These aramid fibers include meta-aramid fibers and para-aramid fibers, and the para-aramid fibers are particularly excellent in tensile strength, toughness, and heat resistance, and are used as core materials for body armor, bulletproof helmets, and bulletproof vehicles. . In addition, meta-aramid fiber is a fiber with excellent protection against high temperatures and flames, and is used in firefighting clothing and the like.

Glass fiber is an inorganic fiber obtained by melting and spinning glass raw materials at a high temperature of 1,500 ~ 1,600 ° C. Glass fiber is used in many applications such as aviation materials, building materials, automobile parts or sports goods through various organic materials and composites.

The metal fiber is a fiber produced by using a metal such as aluminum, beryllium, stainless steel, silver, iron or aluminum using a melt spinning method or a die extrusion method, and has excellent electrical conductivity and heat resistance.

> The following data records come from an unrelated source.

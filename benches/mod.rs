use criterion::{criterion_group, criterion_main};

mod order_book;

use features::register_benchmarks as register_feature_benchmarks;
use order_book::register_benchmarks as register_order_book_benchmarks;
use pipeline::register_benchmarks as register_pipeline_benchmarks;

// Define the benchmark groups
criterion_group!(
    benches,
    register_order_book_benchmarks,
    register_feature_benchmarks,
    register_pipeline_benchmarks,
);

criterion_main!(benches);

According to the present invention, the reinforcing fabric 10 is woven using one or more fibers selected from the group consisting of carbon fiber, basalt fiber, aramid fiber, glass fiber, and metal fiber for warp and weft yarns, and the basis weight is 100 to 100. It is preferably 400 g/m 2 .

As described above, after weaving the reinforcing fabric 10 using one or more fibers selected from the group consisting of carbon fiber, basalt fiber, aramid fiber, glass fiber and metal fiber through the first step (S100), the second As step S200, the thermoplastic resin powder 20 is prepared.

< step 2 (S200)>

According to the present invention, the thermoplastic resin for producing the thermoplastic resin powder 20 is polypropylene, polyamide, thermoplastic polyurethane, sulfone, polycarbonate, polyphenylene sulfide, polyetheretherketone It is preferably one or more selected from the group consisting of.

After the thermoplastic resin is separated and sorted and introduced into the inside through the inlet of the compression crusher, the thermoplastic resin is completely pulverized to produce a fine powder.

After the thermoplastic resin is put into the compression crusher, it is pulverized into a powder form by a high-speed rotary cutter provided on the inner bottom of the compression crusher, and then collected in a collection tank located at the bottom, so that the thermoplastic resin powder 20 is manufactured. can

At this time, the thermoplastic resin powder 20 preferably has an average particle size of 80 to 500 μm in order to smoothly perform the manufacturing process of the fiber-reinforced composite material 100 and increase the melting rate.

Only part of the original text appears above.